#### [DATA]

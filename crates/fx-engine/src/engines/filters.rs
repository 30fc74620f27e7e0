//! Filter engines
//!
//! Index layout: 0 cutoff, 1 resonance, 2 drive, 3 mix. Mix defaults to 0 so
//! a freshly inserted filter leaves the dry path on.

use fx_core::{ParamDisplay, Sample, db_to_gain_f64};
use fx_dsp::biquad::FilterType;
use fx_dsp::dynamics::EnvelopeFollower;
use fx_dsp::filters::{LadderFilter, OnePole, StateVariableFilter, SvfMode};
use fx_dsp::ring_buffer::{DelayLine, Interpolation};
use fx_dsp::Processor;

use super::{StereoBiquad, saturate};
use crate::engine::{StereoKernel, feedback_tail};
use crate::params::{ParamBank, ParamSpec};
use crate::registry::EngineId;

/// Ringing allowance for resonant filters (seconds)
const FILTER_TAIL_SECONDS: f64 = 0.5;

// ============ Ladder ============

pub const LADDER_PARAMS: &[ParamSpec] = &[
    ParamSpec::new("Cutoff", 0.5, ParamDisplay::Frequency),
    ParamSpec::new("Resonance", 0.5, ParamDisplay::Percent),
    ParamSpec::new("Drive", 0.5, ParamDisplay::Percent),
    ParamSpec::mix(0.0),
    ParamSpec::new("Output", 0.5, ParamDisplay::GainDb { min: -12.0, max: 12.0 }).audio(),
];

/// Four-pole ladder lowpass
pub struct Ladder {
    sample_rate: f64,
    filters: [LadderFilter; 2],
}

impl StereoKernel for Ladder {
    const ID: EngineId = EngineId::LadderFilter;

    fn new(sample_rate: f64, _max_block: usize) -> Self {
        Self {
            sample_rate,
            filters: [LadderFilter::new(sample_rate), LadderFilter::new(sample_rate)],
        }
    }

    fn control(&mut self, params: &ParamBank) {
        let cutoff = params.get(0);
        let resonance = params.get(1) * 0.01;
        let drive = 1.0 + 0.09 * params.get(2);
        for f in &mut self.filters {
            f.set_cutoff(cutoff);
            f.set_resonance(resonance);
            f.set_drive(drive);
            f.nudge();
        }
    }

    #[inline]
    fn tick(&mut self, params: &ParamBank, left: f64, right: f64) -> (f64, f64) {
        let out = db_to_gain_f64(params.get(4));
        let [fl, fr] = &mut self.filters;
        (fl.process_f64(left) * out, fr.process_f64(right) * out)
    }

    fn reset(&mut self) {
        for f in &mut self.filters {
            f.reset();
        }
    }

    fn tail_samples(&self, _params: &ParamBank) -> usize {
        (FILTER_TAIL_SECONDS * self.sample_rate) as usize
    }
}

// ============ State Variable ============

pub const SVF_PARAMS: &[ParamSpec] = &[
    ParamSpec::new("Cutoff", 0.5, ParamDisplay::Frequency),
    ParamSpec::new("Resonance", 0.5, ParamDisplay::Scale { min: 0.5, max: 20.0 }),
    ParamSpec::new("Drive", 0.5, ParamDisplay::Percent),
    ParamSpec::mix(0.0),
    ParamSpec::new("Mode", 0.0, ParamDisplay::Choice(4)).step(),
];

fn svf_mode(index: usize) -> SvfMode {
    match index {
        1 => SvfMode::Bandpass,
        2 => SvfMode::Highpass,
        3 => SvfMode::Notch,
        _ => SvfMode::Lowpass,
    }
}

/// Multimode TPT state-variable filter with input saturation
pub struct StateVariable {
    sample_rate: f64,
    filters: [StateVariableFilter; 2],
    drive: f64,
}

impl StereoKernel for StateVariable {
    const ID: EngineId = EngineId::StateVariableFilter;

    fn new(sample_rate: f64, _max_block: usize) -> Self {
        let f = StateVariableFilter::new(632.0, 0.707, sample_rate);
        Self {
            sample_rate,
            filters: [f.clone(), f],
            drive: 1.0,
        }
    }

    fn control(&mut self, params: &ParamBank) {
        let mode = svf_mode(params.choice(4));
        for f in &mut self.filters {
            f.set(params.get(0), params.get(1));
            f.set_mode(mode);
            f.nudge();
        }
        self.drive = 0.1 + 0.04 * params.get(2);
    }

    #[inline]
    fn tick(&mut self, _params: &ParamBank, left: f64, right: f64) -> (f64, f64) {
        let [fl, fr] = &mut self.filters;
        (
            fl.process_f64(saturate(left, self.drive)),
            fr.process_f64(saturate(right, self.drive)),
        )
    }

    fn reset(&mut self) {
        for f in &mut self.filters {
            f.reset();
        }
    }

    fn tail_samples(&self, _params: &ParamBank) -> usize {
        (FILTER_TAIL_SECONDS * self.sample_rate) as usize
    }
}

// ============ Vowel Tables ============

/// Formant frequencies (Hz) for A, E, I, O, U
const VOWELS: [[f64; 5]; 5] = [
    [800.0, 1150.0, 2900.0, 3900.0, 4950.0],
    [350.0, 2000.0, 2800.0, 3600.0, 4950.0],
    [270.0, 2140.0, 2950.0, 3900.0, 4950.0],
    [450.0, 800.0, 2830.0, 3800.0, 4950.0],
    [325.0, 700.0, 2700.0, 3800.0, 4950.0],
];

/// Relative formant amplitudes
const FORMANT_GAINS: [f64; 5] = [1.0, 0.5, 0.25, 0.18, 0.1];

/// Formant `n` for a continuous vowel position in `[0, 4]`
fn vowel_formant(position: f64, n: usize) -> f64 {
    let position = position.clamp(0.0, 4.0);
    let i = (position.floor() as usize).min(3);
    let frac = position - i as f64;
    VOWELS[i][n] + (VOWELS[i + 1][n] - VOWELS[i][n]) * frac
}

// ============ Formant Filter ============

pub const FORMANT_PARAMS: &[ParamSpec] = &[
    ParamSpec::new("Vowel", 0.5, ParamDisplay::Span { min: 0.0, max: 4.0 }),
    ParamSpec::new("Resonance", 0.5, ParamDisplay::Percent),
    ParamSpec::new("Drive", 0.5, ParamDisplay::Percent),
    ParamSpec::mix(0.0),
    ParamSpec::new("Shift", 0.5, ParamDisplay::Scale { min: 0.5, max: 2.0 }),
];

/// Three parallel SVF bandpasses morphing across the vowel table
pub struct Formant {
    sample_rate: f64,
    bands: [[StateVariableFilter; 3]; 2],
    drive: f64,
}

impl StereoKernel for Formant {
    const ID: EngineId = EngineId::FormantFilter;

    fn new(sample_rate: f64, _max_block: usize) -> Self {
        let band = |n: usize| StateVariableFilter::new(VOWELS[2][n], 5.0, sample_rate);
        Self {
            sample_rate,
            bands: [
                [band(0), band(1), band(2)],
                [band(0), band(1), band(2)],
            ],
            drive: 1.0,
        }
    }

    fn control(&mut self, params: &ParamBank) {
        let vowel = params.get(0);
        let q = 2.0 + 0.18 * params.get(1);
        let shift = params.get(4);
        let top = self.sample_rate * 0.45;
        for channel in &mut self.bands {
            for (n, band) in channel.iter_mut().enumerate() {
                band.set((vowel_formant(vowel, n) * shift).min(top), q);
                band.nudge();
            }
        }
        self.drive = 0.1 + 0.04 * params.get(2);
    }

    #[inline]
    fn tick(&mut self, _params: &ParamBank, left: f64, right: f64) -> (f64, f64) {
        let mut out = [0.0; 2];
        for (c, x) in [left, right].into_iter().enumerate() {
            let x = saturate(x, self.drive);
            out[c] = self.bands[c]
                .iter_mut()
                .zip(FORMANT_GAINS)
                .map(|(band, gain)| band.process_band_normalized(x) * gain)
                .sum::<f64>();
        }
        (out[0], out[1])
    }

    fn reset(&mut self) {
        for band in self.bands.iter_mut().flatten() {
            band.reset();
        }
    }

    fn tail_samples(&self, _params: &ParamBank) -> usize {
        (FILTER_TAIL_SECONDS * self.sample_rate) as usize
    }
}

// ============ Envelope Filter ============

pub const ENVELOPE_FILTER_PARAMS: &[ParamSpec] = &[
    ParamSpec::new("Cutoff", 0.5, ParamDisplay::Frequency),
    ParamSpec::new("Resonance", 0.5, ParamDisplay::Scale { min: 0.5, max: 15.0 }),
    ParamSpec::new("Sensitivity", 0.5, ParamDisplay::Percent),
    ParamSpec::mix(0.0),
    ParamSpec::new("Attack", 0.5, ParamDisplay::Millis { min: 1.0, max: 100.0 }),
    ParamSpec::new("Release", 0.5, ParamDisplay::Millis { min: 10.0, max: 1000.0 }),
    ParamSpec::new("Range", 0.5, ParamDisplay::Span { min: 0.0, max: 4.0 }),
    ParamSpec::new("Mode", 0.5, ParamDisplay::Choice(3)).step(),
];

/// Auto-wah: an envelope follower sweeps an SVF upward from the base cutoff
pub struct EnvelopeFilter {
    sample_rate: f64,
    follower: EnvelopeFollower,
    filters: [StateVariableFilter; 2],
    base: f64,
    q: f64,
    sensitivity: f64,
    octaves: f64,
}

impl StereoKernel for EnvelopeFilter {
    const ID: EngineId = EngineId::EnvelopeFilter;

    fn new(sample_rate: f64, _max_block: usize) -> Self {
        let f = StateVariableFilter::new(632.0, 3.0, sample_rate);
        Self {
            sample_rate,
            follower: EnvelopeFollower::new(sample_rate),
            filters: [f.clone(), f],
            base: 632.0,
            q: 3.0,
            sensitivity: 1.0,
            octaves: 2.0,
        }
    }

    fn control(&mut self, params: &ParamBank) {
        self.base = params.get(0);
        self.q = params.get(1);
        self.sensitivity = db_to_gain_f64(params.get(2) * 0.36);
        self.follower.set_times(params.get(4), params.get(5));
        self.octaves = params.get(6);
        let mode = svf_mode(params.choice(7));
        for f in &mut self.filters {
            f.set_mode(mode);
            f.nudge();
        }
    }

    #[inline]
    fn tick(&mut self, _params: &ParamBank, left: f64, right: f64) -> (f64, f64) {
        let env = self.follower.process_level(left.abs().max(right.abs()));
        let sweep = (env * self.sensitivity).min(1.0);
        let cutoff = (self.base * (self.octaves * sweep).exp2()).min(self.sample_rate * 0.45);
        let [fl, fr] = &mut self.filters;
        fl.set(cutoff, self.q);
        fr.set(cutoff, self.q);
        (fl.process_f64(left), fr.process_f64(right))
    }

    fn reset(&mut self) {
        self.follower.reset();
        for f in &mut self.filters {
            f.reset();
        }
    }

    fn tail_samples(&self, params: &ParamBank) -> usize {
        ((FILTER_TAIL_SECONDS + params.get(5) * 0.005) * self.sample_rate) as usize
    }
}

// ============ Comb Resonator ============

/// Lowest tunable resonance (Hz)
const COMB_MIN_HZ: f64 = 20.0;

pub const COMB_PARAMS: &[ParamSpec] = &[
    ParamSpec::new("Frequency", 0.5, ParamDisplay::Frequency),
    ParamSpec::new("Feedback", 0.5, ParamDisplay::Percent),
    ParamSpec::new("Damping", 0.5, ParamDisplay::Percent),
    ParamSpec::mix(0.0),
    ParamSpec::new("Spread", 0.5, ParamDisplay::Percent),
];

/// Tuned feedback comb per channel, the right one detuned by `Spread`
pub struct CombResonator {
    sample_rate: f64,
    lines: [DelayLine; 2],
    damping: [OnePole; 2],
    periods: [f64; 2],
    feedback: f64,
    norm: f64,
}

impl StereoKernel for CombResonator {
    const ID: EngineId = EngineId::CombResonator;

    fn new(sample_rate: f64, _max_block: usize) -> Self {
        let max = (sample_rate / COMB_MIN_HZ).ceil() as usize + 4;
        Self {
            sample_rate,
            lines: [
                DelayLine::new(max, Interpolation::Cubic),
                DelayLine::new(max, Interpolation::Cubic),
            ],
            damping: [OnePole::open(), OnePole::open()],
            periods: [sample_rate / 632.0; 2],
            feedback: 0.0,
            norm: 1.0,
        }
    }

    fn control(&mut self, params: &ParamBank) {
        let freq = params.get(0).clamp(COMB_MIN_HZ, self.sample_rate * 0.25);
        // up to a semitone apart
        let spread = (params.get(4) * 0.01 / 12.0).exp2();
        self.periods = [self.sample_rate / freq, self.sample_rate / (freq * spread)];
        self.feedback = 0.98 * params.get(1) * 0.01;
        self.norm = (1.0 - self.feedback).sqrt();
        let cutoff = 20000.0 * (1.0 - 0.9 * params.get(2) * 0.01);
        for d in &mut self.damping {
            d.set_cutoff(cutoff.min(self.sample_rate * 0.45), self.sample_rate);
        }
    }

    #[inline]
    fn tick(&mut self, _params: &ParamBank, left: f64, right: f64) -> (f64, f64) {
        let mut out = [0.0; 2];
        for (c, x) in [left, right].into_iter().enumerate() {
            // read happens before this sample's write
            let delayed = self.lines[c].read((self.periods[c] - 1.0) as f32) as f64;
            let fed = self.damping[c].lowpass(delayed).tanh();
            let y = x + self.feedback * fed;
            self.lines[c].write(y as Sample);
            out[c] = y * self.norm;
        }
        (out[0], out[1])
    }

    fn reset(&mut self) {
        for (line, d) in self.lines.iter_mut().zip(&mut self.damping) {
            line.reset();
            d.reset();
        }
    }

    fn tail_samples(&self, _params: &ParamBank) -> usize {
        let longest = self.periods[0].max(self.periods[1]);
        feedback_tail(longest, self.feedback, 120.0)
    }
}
--
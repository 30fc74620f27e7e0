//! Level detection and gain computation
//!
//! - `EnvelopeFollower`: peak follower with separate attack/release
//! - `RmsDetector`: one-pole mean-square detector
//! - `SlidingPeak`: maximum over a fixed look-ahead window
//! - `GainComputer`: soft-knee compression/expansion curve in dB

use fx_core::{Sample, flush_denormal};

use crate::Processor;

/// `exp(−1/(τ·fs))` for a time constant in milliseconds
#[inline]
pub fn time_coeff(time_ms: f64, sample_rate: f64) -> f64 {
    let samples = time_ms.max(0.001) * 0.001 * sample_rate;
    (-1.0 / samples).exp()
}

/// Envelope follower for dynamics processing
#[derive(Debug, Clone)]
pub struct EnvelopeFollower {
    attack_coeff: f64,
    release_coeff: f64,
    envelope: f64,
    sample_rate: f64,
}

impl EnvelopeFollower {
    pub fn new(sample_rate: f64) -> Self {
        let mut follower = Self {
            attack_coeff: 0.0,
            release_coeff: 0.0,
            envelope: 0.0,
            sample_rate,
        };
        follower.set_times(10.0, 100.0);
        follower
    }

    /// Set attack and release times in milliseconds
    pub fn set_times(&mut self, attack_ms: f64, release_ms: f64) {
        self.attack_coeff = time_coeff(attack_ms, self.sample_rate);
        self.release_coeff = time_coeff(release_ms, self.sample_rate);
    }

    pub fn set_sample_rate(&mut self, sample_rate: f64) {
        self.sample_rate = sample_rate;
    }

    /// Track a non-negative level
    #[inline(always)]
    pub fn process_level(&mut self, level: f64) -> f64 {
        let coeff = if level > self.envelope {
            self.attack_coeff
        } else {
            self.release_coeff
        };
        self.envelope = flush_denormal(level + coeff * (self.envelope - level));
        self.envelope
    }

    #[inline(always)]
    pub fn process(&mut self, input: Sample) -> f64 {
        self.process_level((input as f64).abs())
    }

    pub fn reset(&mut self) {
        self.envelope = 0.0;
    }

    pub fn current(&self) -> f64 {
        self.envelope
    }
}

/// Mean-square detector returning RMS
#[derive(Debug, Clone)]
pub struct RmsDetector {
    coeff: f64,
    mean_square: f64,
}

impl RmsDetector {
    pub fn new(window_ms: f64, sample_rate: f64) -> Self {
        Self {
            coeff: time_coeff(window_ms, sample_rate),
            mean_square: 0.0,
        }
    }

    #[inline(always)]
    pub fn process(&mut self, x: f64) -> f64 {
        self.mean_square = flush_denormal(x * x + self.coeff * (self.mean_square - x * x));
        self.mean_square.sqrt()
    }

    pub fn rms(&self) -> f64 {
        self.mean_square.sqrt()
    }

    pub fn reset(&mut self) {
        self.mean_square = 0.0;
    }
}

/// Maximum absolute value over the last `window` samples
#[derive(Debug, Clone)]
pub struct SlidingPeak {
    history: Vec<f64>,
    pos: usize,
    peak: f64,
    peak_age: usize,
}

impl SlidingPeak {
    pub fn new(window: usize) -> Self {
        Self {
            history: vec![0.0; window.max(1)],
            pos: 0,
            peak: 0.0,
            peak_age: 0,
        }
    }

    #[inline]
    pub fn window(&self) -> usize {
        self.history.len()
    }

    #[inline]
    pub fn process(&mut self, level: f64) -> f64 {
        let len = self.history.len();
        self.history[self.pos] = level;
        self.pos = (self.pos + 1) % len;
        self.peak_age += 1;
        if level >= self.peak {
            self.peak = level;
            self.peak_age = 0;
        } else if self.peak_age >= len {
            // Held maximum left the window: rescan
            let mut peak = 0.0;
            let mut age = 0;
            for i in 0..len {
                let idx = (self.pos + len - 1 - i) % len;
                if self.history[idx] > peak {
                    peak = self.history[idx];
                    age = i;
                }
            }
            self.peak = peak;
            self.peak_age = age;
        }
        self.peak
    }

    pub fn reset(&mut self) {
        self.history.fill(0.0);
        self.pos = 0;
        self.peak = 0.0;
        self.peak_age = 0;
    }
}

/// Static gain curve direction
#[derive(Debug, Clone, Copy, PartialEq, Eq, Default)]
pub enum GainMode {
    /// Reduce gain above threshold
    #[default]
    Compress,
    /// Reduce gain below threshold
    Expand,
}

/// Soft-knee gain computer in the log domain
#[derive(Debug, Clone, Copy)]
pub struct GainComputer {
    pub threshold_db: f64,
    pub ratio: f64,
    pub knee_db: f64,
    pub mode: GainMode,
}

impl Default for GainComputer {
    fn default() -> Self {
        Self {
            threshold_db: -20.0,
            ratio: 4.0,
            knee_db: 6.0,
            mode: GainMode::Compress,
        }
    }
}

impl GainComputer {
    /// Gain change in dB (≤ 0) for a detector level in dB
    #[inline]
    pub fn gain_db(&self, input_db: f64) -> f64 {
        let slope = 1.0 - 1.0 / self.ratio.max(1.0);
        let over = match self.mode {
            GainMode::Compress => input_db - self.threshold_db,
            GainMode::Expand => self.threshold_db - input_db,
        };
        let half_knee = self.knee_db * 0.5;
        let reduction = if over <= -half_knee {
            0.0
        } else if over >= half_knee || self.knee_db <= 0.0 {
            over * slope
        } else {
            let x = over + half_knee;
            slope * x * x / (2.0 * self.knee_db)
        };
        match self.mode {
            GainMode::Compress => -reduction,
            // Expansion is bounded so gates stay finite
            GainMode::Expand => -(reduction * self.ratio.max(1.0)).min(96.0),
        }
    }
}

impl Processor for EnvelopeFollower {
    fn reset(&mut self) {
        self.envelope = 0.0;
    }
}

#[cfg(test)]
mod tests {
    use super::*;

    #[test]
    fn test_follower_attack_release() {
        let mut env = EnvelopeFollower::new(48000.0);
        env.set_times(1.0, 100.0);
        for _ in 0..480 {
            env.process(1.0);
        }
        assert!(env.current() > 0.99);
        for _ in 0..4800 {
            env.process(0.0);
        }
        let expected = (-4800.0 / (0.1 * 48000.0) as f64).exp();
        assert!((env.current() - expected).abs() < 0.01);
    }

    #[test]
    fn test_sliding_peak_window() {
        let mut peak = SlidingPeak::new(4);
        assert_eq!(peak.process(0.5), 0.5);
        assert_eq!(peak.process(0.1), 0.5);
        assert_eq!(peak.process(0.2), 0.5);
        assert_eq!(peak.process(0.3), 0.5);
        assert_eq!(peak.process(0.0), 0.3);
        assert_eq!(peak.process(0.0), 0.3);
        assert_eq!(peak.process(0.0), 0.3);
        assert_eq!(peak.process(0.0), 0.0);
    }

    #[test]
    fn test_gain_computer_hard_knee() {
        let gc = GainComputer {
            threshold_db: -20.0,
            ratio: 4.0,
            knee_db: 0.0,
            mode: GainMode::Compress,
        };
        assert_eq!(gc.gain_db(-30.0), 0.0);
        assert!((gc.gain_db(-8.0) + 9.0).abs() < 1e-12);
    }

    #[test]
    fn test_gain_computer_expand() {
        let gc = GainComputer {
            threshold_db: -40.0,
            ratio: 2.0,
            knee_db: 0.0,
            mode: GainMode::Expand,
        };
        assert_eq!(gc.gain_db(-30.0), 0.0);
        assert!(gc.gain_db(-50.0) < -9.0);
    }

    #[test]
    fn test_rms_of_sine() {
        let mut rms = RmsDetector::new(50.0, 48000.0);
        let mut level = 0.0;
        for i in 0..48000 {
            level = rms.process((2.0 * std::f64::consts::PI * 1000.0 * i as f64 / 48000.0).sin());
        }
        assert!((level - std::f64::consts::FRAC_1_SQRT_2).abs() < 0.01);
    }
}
--
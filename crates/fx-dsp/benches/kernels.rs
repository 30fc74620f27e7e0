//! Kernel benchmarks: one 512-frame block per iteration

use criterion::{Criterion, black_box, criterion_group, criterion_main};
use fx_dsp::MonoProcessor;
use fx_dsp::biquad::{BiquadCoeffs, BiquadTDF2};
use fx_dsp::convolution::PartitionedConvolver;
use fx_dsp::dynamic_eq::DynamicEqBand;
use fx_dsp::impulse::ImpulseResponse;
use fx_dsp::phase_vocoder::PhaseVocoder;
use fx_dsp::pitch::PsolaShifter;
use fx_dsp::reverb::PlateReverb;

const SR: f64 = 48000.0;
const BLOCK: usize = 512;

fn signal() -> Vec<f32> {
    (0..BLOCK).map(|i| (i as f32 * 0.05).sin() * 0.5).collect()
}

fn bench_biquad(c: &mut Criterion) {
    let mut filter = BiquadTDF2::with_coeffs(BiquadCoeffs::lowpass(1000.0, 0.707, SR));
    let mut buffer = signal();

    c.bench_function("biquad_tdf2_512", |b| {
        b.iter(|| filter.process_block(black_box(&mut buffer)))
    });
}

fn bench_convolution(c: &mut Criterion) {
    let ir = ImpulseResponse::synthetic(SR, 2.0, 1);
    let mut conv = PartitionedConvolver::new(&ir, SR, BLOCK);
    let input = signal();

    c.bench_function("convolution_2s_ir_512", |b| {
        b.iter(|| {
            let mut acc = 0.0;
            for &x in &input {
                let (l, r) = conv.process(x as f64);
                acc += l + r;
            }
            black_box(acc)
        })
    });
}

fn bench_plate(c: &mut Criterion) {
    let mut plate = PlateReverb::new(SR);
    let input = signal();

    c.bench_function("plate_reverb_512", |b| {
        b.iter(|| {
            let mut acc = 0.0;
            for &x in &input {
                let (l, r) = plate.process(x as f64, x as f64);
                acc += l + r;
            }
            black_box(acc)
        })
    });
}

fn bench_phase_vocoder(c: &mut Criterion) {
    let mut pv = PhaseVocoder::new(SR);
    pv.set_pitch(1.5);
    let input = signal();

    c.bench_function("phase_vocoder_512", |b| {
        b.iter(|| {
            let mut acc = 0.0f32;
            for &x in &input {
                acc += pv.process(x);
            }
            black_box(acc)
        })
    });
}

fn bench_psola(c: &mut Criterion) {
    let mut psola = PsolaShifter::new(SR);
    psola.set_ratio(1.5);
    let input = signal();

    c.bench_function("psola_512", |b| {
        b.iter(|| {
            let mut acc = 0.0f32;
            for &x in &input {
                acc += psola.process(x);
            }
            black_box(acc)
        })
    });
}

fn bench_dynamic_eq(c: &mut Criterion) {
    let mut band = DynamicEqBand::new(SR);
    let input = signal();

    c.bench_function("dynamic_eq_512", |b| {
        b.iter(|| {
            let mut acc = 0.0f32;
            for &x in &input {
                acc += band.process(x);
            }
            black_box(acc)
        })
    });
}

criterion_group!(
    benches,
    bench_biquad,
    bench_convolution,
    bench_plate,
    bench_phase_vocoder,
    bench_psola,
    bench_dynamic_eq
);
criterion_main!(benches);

#### [PROBLEM STATEMENT]
Among the records, find all lines that include the string "delayed" and return them.

#### [RESULT BELOW]
            let delayed = self.lines[c].read((self.periods[c] - 1.0) as f32) as f64;
            let fed = self.damping[c].lowpass(delayed).tanh();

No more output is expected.